# Work to complete
Below are some entries. Repeat exactly the lines from the one with "pub fn program_start(&mut" through the one with "pub fn ready_readback(&self)", and only those.

Extracted information START

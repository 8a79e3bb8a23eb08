// Licensed under the Apache-2.0 license

#[cfg(test)]
mod test {
    use i3c_core_model::{dev_rec_status_code, device_status_code};
    use i3c_core_registers::i3c as regs;
    use i3c_hw_model::{
        stream_recovery_image, CsrTransport, ModelEmulated, RecoveryFlowError, DEFAULT_STEP_BUDGET,
    };
    use rand::rngs::StdRng;
    use rand::{Rng, SeedableRng};

    fn dwords(image: &[u8]) -> Vec<u32> {
        image
            .chunks(4)
            .map(|chunk| {
                let mut bytes = [0u8; 4];
                bytes[..chunk.len()].copy_from_slice(chunk);
                u32::from_le_bytes(bytes)
            })
            .collect()
    }

    #[test]
    fn test_streamed_images_land_in_the_staging_area() {
        for (seed, size) in [(1u64, 4usize), (2, 64), (3, 256), (4, 1000), (5, 4096)] {
            let mut model = ModelEmulated::new();
            let mut rng = StdRng::seed_from_u64(seed);
            let image: Vec<u8> = (0..size).map(|_| rng.gen()).collect();

            stream_recovery_image(&mut model, &image, DEFAULT_STEP_BUDGET).unwrap();

            let expected = dwords(&image);
            assert_eq!(
                model.core_mut().recovery().image(),
                expected.as_slice(),
                "{size} byte image"
            );
            assert_eq!(
                model.read_csr(regs::DEVICE_STATUS_0_OFFSET).unwrap() & 0xff,
                device_status_code::DEVICE_HEALTHY as u32
            );
            assert_eq!(
                model.read_csr(regs::RECOVERY_STATUS_OFFSET).unwrap() & 0xf,
                dev_rec_status_code::RECOVERY_SUCCESS as u32
            );
        }
    }

    #[test]
    fn test_flow_fails_cleanly_when_budget_spent() {
        let mut model = ModelEmulated::new();
        assert_eq!(
            stream_recovery_image(&mut model, &[0u8; 64], 2),
            Err(RecoveryFlowError::Timeout(2))
        );
    }

    #[test]
    fn test_indirect_fifo_csr_window_orders_dwords() {
        let mut model = ModelEmulated::new();
        assert_eq!(
            model.read_csr(regs::INDIRECT_FIFO_STATUS_0_OFFSET).unwrap() & 1,
            1,
            "ring starts empty"
        );
        for dword in [0x1111_0000u32, 0x2222_0000, 0x3333_0000] {
            model
                .write_csr(regs::INDIRECT_FIFO_DATA_OFFSET, dword)
                .unwrap();
        }
        assert_eq!(
            model.read_csr(regs::INDIRECT_FIFO_STATUS_0_OFFSET).unwrap() & 1,
            0
        );
        assert_eq!(
            model.read_csr(regs::INDIRECT_FIFO_STATUS_1_OFFSET).unwrap(),
            3,
            "write index counts pushed dwords"
        );
        for expected in [0x1111_0000u32, 0x2222_0000, 0x3333_0000] {
            assert_eq!(
                model.read_csr(regs::INDIRECT_FIFO_DATA_OFFSET).unwrap(),
                expected
            );
        }
        assert_eq!(
            model.read_csr(regs::INDIRECT_FIFO_STATUS_2_OFFSET).unwrap(),
            3,
            "read index follows the pops"
        );
        assert_eq!(
            model.read_csr(regs::INDIRECT_FIFO_STATUS_0_OFFSET).unwrap() & 1,
            1
        );
    }

    #[test]
    fn test_device_reports_pending_image_over_csr() {
        let mut model = ModelEmulated::new();
        model
            .write_csr(
                regs::DEVICE_STATUS_0_OFFSET,
                device_status_code::RECOVERY_MODE as u32,
            )
            .unwrap();
        // arm a two dword image, reset byte clears the ring first
        model
            .write_csr(regs::INDIRECT_FIFO_CTRL_0_OFFSET, 1 << 8)
            .unwrap();
        model.write_csr(regs::INDIRECT_FIFO_CTRL_1_OFFSET, 2).unwrap();
        model
            .write_csr(regs::INDIRECT_FIFO_DATA_OFFSET, 0xdead_beef)
            .unwrap();
        model
            .write_csr(regs::INDIRECT_FIFO_DATA_OFFSET, 0xcafe_f00d)
            .unwrap();

        model
            .step_until(
                |m| {
                    Ok(m.read_csr(regs::DEVICE_STATUS_0_OFFSET)? & 0xff
                        == device_status_code::RECOVERY_PENDING as u32)
                },
                100,
            )
            .unwrap();
        assert_eq!(
            model.core_mut().recovery().image(),
            [0xdead_beef, 0xcafe_f00d]
        );
    }
}
// Licensed under the Apache-2.0 license

//! A single emulated hardware queue: bounded dword storage plus the
//! threshold state the CSR file exposes for it.

use i3c_core_model::{
    ready_trigger, start_trigger, Direction, QueueRole, ThresholdKind, ThresholdSetting,
};
use std::collections::VecDeque;

/// One queue of the register file. Occupancy, thresholds and trigger
/// levels are recomputed by the owning core after every mutation.
pub struct CsrQueue {
    role: QueueRole,
    direction: Direction,
    capacity: u32,
    entries: VecDeque<u32>,
    ready: ThresholdSetting,
    start: Option<ThresholdSetting>,
}

impl CsrQueue {
    /// Threshold fields reset to 1 in every register file.
    const RESET_THRESHOLD: u32 = 1;

    pub fn new(role: QueueRole, direction: Direction, capacity: u32) -> Self {
        let ready =
            ThresholdSetting::program(role, ThresholdKind::Ready, Self::RESET_THRESHOLD, capacity)
                .unwrap_or(ThresholdSetting {
                    requested: Self::RESET_THRESHOLD,
                    effective: Self::RESET_THRESHOLD,
                });
        let start = (role == QueueRole::Receive).then(|| {
            ThresholdSetting::program(role, ThresholdKind::Start, Self::RESET_THRESHOLD, capacity)
                .unwrap_or(ready)
        });
        Self {
            role,
            direction,
            capacity,
            entries: VecDeque::new(),
            ready,
            start,
        }
    }

    pub fn role(&self) -> QueueRole {
        self.role
    }

    pub fn capacity(&self) -> u32 {
        self.capacity
    }

    pub fn occupancy(&self) -> u32 {
        self.entries.len() as u32
    }

    pub fn is_empty(&self) -> bool {
        self.entries.is_empty()
    }

    /// Appends a dword; a full queue drops the write.
    pub fn push(&mut self, dword: u32) -> bool {
        if self.occupancy() >= self.capacity {
            return false;
        }
        self.entries.push_back(dword);
        true
    }

    pub fn pop(&mut self) -> Option<u32> {
        self.entries.pop_front()
    }

    pub fn clear(&mut self) {
        self.entries.clear();
    }

    pub fn program_ready(&mut self, requested: u32) {
        if let Ok(setting) =
            ThresholdSetting::program(self.role, ThresholdKind::Ready, requested, self.capacity)
        {
            self.ready = setting;
        }
    }

    pub fn program_start(&mut self, requested: u32) {
        if let Ok(setting) =
            ThresholdSetting::program(self.role, ThresholdKind::Start, requested, self.capacity)
        {
            self.start = Some(setting);
        }
    }

    pub fn ready_readback(&self) -> u32 {
        self.ready.readback(self.role, ThresholdKind::Ready)
    }

    pub fn start_readback(&self) -> u32 {
        self.start
            .map(|s| s.readback(self.role, ThresholdKind::Start))
            .unwrap_or(0)
    }

    pub fn ready_trigger(&self) -> bool {
        ready_trigger(
            self.direction,
            self.occupancy(),
            self.capacity,
            self.ready.entries(self.role),
        )
    }

    pub fn start_trigger(&self) -> bool {
        match self.start {
            Some(setting) => start_trigger(
                self.role,
                self.occupancy(),
                self.capacity,
                setting.entries(self.role),
            )
            .unwrap_or(false),
            None => false,
        }
    }
}
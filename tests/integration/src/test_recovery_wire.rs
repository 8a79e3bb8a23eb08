// Licensed under the Apache-2.0 license

#[cfg(test)]
mod test {
    use i3c_core_model::{
        calculate_pec, parse_read_response, protocol_error_code, read_request, write_packet,
        RecoveryCommand, CRC8_SMBUS, PROT_CAP_LEN,
    };
    use i3c_core_registers::i3c as regs;
    use i3c_hw_model::{CsrTransport, ModelEmulated, ProtCapPayload};
    use log::LevelFilter;
    use simple_logger::SimpleLogger;
    use zerocopy::FromBytes;

    #[test]
    fn test_wire_write_lands_in_the_csr_window() {
        let _ = SimpleLogger::new().with_level(LevelFilter::Debug).init();
        let mut model = ModelEmulated::new();
        let packet =
            write_packet(RecoveryCommand::DeviceId, &[0x44, 0x33, 0x22, 0x11]).unwrap();
        model.core_mut().recovery().handle_write_packet(&packet);
        assert_eq!(
            model.read_csr(regs::DEVICE_ID_0_OFFSET).unwrap(),
            0x1122_3344
        );
    }

    #[test]
    fn test_read_request_round_trip_exposes_prot_cap() {
        let mut model = ModelEmulated::new();
        let request = read_request(RecoveryCommand::ProtCap);
        assert_eq!(request.len(), 2);
        assert_eq!(request[1], calculate_pec(&request[..1]));

        let command = RecoveryCommand::try_from(request[0]).unwrap();
        let raw = model.core_mut().recovery().handle_read_request(command).unwrap();
        let (payload, pec_ok) = parse_read_response(&raw).unwrap();
        assert!(pec_ok);
        assert_eq!(payload.len(), PROT_CAP_LEN);

        let prot_cap = ProtCapPayload::ref_from_bytes(payload.as_slice()).unwrap();
        assert_eq!(&prot_cap.magic, b"OCP RECV");
        assert_eq!(prot_cap.version, [0x01, 0x01]);
        // device status reporting is advertised out of reset
        assert_ne!(prot_cap.caps[0] & 0x10, 0);
    }

    #[test]
    fn test_corrupt_pec_latches_protocol_error() {
        let mut model = ModelEmulated::new();
        let protocol_error =
            |m: &mut ModelEmulated| (m.read_csr(regs::DEVICE_STATUS_0_OFFSET).unwrap() >> 8) & 0xff;

        let mut packet = write_packet(RecoveryCommand::DeviceReset, &[0u8; 4]).unwrap();
        model.core_mut().recovery().handle_write_packet(&packet);
        assert_eq!(protocol_error(&mut model), protocol_error_code::NO_ERROR as u32);

        let last = packet.len() - 1;
        packet[last] ^= 0xff;
        model.core_mut().recovery().handle_write_packet(&packet);
        assert_eq!(protocol_error(&mut model), protocol_error_code::PEC_ERROR as u32);

        packet[last] ^= 0xff;
        model.core_mut().recovery().handle_write_packet(&packet);
        assert_eq!(protocol_error(&mut model), protocol_error_code::NO_ERROR as u32);
    }

    #[test]
    fn test_pec_agrees_with_smbus_reference() {
        assert_eq!(calculate_pec(b"123456789"), 0xf4);

        let frame = hex::decode("2f0400aabbccdd").unwrap();
        let reference = crc::Crc::<u8>::new(&crc::CRC_8_SMBUS);
        assert_eq!(calculate_pec(&frame), reference.checksum(&frame));
        assert_eq!(calculate_pec(&frame), CRC8_SMBUS.checksum(&frame));
    }

    #[test]
    fn test_wire_fifo_write_mirrors_status() {
        let mut model = ModelEmulated::new();
        let payload: Vec<u8> = (0u8..32).collect();
        let packet = write_packet(RecoveryCommand::IndirectFifoData, &payload).unwrap();
        model.core_mut().recovery().handle_write_packet(&packet);

        assert_eq!(
            model.read_csr(regs::INDIRECT_FIFO_STATUS_1_OFFSET).unwrap(),
            8,
            "eight dwords pushed"
        );
        let raw = model
            .core_mut()
            .recovery()
            .handle_read_request(RecoveryCommand::IndirectFifoStatus)
            .unwrap();
        let (status, pec_ok) = parse_read_response(&raw).unwrap();
        assert!(pec_ok);
        assert_eq!(
            u32::from_le_bytes([status[4], status[5], status[6], status[7]]),
            8,
            "write index dword in the status payload"
        );
    }
}
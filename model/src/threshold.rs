// Licensed under the Apache-2.0 license

//! Queue geometry and threshold-trigger semantics shared by the HCI and
//! TTI register files. All functions are pure so the emulator and the
//! driver layer evaluate the same rules against their own register
//! snapshots.

use crate::ModelError;

/// Hardware FIFO channels exposed by the HCI and TTI register files.
#[derive(Clone, Copy, Debug, PartialEq, Eq, Hash)]
pub enum QueueRole {
    Command,
    Response,
    Transmit,
    Receive,
    TxDescriptor,
    RxDescriptor,
    Ibi,
}

#[derive(Clone, Copy, Debug, PartialEq, Eq)]
pub enum Direction {
    /// Filled by software, drained by the controller.
    ToDevice,
    /// Filled by the controller, drained by software.
    FromDevice,
}

#[derive(Clone, Copy, Debug, PartialEq, Eq)]
pub enum ThresholdKind {
    Start,
    Ready,
}

impl QueueRole {
    /// Data buffers encode capacity and ready thresholds as powers of
    /// two; every other queue uses direct entry counts.
    pub fn is_data_buffer(self) -> bool {
        matches!(self, QueueRole::Transmit | QueueRole::Receive)
    }

    pub fn hci_direction(self) -> Direction {
        match self {
            QueueRole::Command | QueueRole::Transmit | QueueRole::TxDescriptor => {
                Direction::ToDevice
            }
            QueueRole::Response
            | QueueRole::Receive
            | QueueRole::RxDescriptor
            | QueueRole::Ibi => Direction::FromDevice,
        }
    }

    /// The TTI register file mirrors the queue family from the target's
    /// perspective, so the IBI queue flips direction: the target emits
    /// IBIs instead of collecting them.
    pub fn tti_direction(self) -> Direction {
        match self {
            QueueRole::Ibi => Direction::ToDevice,
            _ => self.hci_direction(),
        }
    }
}

/// Decodes a `QUEUE_SIZE` capacity field into entries.
pub fn capacity(role: QueueRole, size_field: u32) -> u32 {
    if role.is_data_buffer() {
        1 << (size_field + 1)
    } else {
        size_field
    }
}

/// Response queue capacity, honoring the `ALT_QUEUE_SIZE` override.
pub fn response_capacity(cr_size: u32, alt_size: u32, alt_en: bool) -> u32 {
    if alt_en {
        alt_size
    } else {
        cr_size
    }
}

/// TTI capacity fields use the power-of-two encoding for every queue.
pub fn tti_capacity(size_field: u32) -> u32 {
    1 << (size_field + 1)
}

// capacity is a nonzero power of two for data buffers
fn log2(capacity: u32) -> u32 {
    31 - capacity.leading_zeros()
}

/// Clamps a requested threshold to the bound the hardware enforces for
/// the queue. Data-buffer thresholds are expressed in log2 units; the
/// receive side is bounded one step lower than the transmit side
/// because the receive path double-buffers.
///
/// A requested value of 0 passes through unchanged; the trigger
/// formulas treat it like any other value.
pub fn clamp_threshold(
    role: QueueRole,
    kind: ThresholdKind,
    requested: u32,
    capacity: u32,
) -> Result<u32, ModelError> {
    let bound = match (kind, role) {
        (_, QueueRole::Transmit) => log2(capacity) - 1,
        (_, QueueRole::Receive) => log2(capacity).saturating_sub(2),
        (ThresholdKind::Ready, _) => capacity - 1,
        (ThresholdKind::Start, _) => return Err(ModelError::UnsupportedThresholdKind(role)),
    };
    Ok(requested.min(bound))
}

/// Entries corresponding to an encoded threshold value.
pub fn threshold_entries(role: QueueRole, encoded: u32) -> u32 {
    if role.is_data_buffer() {
        1 << (encoded + 1)
    } else {
        encoded
    }
}

/// Start trigger for the receive data buffer: asserted while the queue
/// still has at least `threshold_entries` free entries, so an empty
/// queue always asserts it.
pub fn start_trigger(
    role: QueueRole,
    occupancy: u32,
    capacity: u32,
    threshold_entries: u32,
) -> Result<bool, ModelError> {
    if role != QueueRole::Receive {
        return Err(ModelError::UnsupportedThresholdKind(role));
    }
    Ok(capacity - occupancy >= threshold_entries)
}

/// Ready trigger. Queues the controller fills notify once enough
/// entries have accumulated; queues software fills notify while enough
/// room remains for the controller to keep draining.
pub fn ready_trigger(
    direction: Direction,
    occupancy: u32,
    capacity: u32,
    threshold_entries: u32,
) -> bool {
    match direction {
        Direction::FromDevice => occupancy >= threshold_entries,
        Direction::ToDevice => capacity - occupancy >= threshold_entries,
    }
}

/// True for the queues whose threshold register field stores the
/// clamped value rather than the raw write.
pub fn latches_clamped(role: QueueRole, kind: ThresholdKind) -> bool {
    kind == ThresholdKind::Ready
        && matches!(
            role,
            QueueRole::Command
                | QueueRole::Response
                | QueueRole::TxDescriptor
                | QueueRole::RxDescriptor
        )
}

/// A programmed threshold as seen by software and by the trigger logic.
///
/// Readback and trigger evaluation are different observables: some
/// register fields latch the raw write while the trigger always uses
/// the clamped value.
#[derive(Clone, Copy, Debug, PartialEq, Eq)]
pub struct ThresholdSetting {
    pub requested: u32,
    pub effective: u32,
}

impl ThresholdSetting {
    pub fn program(
        role: QueueRole,
        kind: ThresholdKind,
        requested: u32,
        capacity: u32,
    ) -> Result<Self, ModelError> {
        Ok(Self {
            requested,
            effective: clamp_threshold(role, kind, requested, capacity)?,
        })
    }

    /// Value software reads back from the threshold register field.
    pub fn readback(&self, role: QueueRole, kind: ThresholdKind) -> u32 {
        if latches_clamped(role, kind) {
            self.effective
        } else {
            self.requested
        }
    }

    pub fn entries(&self, role: QueueRole) -> u32 {
        threshold_entries(role, self.effective)
    }
}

Extracted information END

# Output of the task
    pub fn program_start(&mut self, requested: u32) {
        if let Ok(setting) =
            ThresholdSetting::program(self.role, ThresholdKind::Start, requested, self.capacity)
        {
            self.start = Some(setting);
        }
    }

    pub fn ready_readback(&self) -> u32 {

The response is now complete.